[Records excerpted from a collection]
Start of Block

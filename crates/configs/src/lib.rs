use anyhow::anyhow;
use anyhow::Result;
use serde::Deserialize;

#[derive(Debug, Clone, Deserialize, Default)]
pub struct AppConfig {
    #[serde(default)]
    pub server: ServerConfig,
    #[serde(default)]
    pub database: DatabaseConfig,
    #[serde(default)]
    pub auth: AuthConfig,
    #[serde(default)]
    pub academy: AcademyConfig,
    #[serde(default)]
    pub logging: LoggingConfig,
}

#[derive(Debug, Clone, Deserialize)]
pub struct ServerConfig {
    pub host: String,
    pub port: u16,
    #[serde(default)]
    pub worker_threads: Option<usize>,
    /// Prebuilt frontend bundle served next to the API.
    #[serde(default = "default_static_dir")]
    pub static_dir: String,
}

impl Default for ServerConfig {
    fn default() -> Self {
        Self {
            host: "127.0.0.1".into(),
            port: 8080,
            worker_threads: Some(4),
            static_dir: default_static_dir(),
        }
    }
}

fn default_static_dir() -> String { "frontend".into() }

#[derive(Debug, Clone, Deserialize)]
pub struct DatabaseConfig {
    #[serde(default)]
    pub url: String,
    #[serde(default = "default_max_connections")]
    pub max_connections: u32,
    #[serde(default = "default_min_connections")]
    pub min_connections: u32,
    #[serde(default = "default_connect_timeout")]
    pub connect_timeout_secs: u64,
    #[serde(default = "default_idle_timeout")]
    pub idle_timeout_secs: u64,
    #[serde(default = "default_max_lifetime")]
    pub max_lifetime_secs: u64,
    #[serde(default = "default_acquire_timeout")]
    pub acquire_timeout_secs: u64,
    #[serde(default)]
    pub sqlx_logging: bool,
    /// Run pending migrations at startup.
    #[serde(default = "default_true")]
    pub auto_migrate: bool,
}

impl Default for DatabaseConfig {
    fn default() -> Self {
        Self {
            url: String::new(),
            max_connections: default_max_connections(),
            min_connections: default_min_connections(),
            connect_timeout_secs: default_connect_timeout(),
            idle_timeout_secs: default_idle_timeout(),
            max_lifetime_secs: default_max_lifetime(),
            acquire_timeout_secs: default_acquire_timeout(),
            sqlx_logging: false,
            auto_migrate: true,
        }
    }
}

fn default_max_connections() -> u32 { 10 }
fn default_min_connections() -> u32 { 2 }
fn default_connect_timeout() -> u64 { 30 }
fn default_idle_timeout() -> u64 { 600 }
fn default_max_lifetime() -> u64 { 3600 }
fn default_acquire_timeout() -> u64 { 30 }
fn default_true() -> bool { true }

#[derive(Debug, Clone, Deserialize)]
pub struct AuthConfig {
    #[serde(default)]
    pub jwt_secret: String,
    #[serde(default = "default_session_ttl")]
    pub session_ttl_hours: i64,
    /// Set the `Secure` flag on the session cookie (enable behind TLS).
    #[serde(default)]
    pub cookie_secure: bool,
    /// Seed an admin account at startup when none exists.
    #[serde(default)]
    pub admin_email: Option<String>,
    #[serde(default)]
    pub admin_password: Option<String>,
    #[serde(default = "default_admin_name")]
    pub admin_name: String,
}

impl Default for AuthConfig {
    fn default() -> Self {
        Self {
            jwt_secret: String::new(),
            session_ttl_hours: default_session_ttl(),
            cookie_secure: false,
            admin_email: None,
            admin_password: None,
            admin_name: default_admin_name(),
        }
    }
}

fn default_session_ttl() -> i64 { 12 }
fn default_admin_name() -> String { "Administrator".into() }

/// Fallbacks for site settings that the admin has not set yet.
#[derive(Debug, Clone, Deserialize)]
pub struct AcademyConfig {
    #[serde(default = "default_academy_name")]
    pub name: String,
    #[serde(default = "default_currency")]
    pub currency: String,
    #[serde(default)]
    pub bank_name: String,
    #[serde(default)]
    pub bank_account_title: String,
    #[serde(default)]
    pub bank_account_number: String,
}

impl Default for AcademyConfig {
    fn default() -> Self {
        Self {
            name: default_academy_name(),
            currency: default_currency(),
            bank_name: String::new(),
            bank_account_title: String::new(),
            bank_account_number: String::new(),
        }
    }
}

fn default_academy_name() -> String { "Quran Academy".into() }
fn default_currency() -> String { "PKR".into() }

#[derive(Debug, Clone, Deserialize)]
pub struct LoggingConfig {
    /// `compact` or `json`
    #[serde(default = "default_log_format")]
    pub format: String,
}

impl Default for LoggingConfig {
    fn default() -> Self { Self { format: default_log_format() } }
}

fn default_log_format() -> String { "compact".into() }

pub fn load_default() -> Result<AppConfig> {
    let path = std::env::var("CONFIG_PATH").unwrap_or_else(|_| "config.toml".to_string());
    load_from_file(&path)
}

pub fn load_from_file(path: &str) -> Result<AppConfig> {
    let content = std::fs::read_to_string(path)?;
    parse(&content)
}

pub fn parse(content: &str) -> Result<AppConfig> {
    let cfg: AppConfig = toml::from_str(content)?;
    Ok(cfg)
}

impl AppConfig {
    /// Load `config.toml` (or `CONFIG_PATH`) when present, otherwise start from
    /// defaults, then apply environment overrides and validate.
    pub fn load_and_validate() -> Result<Self> {
        let mut cfg = match load_default() {
            Ok(cfg) => cfg,
            Err(e) if is_not_found(&e) => AppConfig::default(),
            Err(e) => return Err(e),
        };
        cfg.apply_env_with(|k| std::env::var(k).ok());
        cfg.normalize_and_validate()?;
        Ok(cfg)
    }

    /// Overlay values from the environment. `lookup` is `std::env::var` in
    /// production and a map in tests.
    pub fn apply_env_with(&mut self, lookup: impl Fn(&str) -> Option<String>) {
        if let Some(url) = lookup("DATABASE_URL").filter(|v| !v.trim().is_empty()) {
            self.database.url = url;
        }
        if let Some(secret) = lookup("JWT_SECRET").filter(|v| !v.trim().is_empty()) {
            self.auth.jwt_secret = secret;
        }
        if let Some(host) = lookup("SERVER_HOST").filter(|v| !v.trim().is_empty()) {
            self.server.host = host;
        }
        if let Some(port) = lookup("SERVER_PORT").and_then(|p| p.parse::<u16>().ok()) {
            self.server.port = port;
        }
        if let Some(email) = lookup("ADMIN_EMAIL").filter(|v| !v.trim().is_empty()) {
            self.auth.admin_email = Some(email);
        }
        if let Some(password) = lookup("ADMIN_PASSWORD").filter(|v| !v.is_empty()) {
            self.auth.admin_password = Some(password);
        }
    }

    pub fn normalize_and_validate(&mut self) -> Result<()> {
        self.server.normalize()?;
        self.database.validate()?;
        self.auth.validate()?;
        Ok(())
    }

    pub fn bind_addr(&self) -> String {
        format!("{}:{}", self.server.host, self.server.port)
    }
}

fn is_not_found(e: &anyhow::Error) -> bool {
    e.downcast_ref::<std::io::Error>()
        .map(|io| io.kind() == std::io::ErrorKind::NotFound)
        .unwrap_or(false)
}

impl ServerConfig {
    fn normalize(&mut self) -> Result<()> {
        if self.host.trim().is_empty() {
            self.host = "127.0.0.1".to_string();
        }
        if self.port == 0 {
            return Err(anyhow!("server.port must be in 1..=65535"));
        }
        match self.worker_threads {
            Some(0) | None => self.worker_threads = Some(4),
            Some(_) => {}
        }
        Ok(())
    }
}

impl DatabaseConfig {
    pub fn validate(&self) -> Result<()> {
        if self.url.trim().is_empty() {
            return Err(anyhow!("database.url is empty; set it in config.toml or DATABASE_URL"));
        }
        let lower = self.url.to_lowercase();
        if !(lower.starts_with("postgresql://")
            || lower.starts_with("postgres://")
            || lower.starts_with("sqlite:"))
        {
            return Err(anyhow!("database.url must start with postgres://, postgresql:// or sqlite:"));
        }
        if self.min_connections == 0 {
            return Err(anyhow!("database.min_connections must be >= 1"));
        }
        if self.max_connections < self.min_connections {
            return Err(anyhow!("database.max_connections must be >= min_connections"));
        }
        if self.connect_timeout_secs == 0 || self.acquire_timeout_secs == 0 {
            return Err(anyhow!("database timeouts must be positive seconds"));
        }
        Ok(())
    }
}

impl AuthConfig {
    pub fn validate(&self) -> Result<()> {
        if self.jwt_secret.len() < 16 {
            return Err(anyhow!("auth.jwt_secret must be at least 16 bytes; set it or JWT_SECRET"));
        }
        if self.session_ttl_hours <= 0 {
            return Err(anyhow!("auth.session_ttl_hours must be positive"));
        }
        if self.admin_email.is_some() != self.admin_password.is_some() {
            return Err(anyhow!("auth.admin_email and auth.admin_password must be set together"));
        }
        Ok(())
    }
}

End of Block

__TASK GOAL__.
Only the number is wanted here. Please work out how many lines of the records contain "Option".

__YOUR RESPONSE__.
4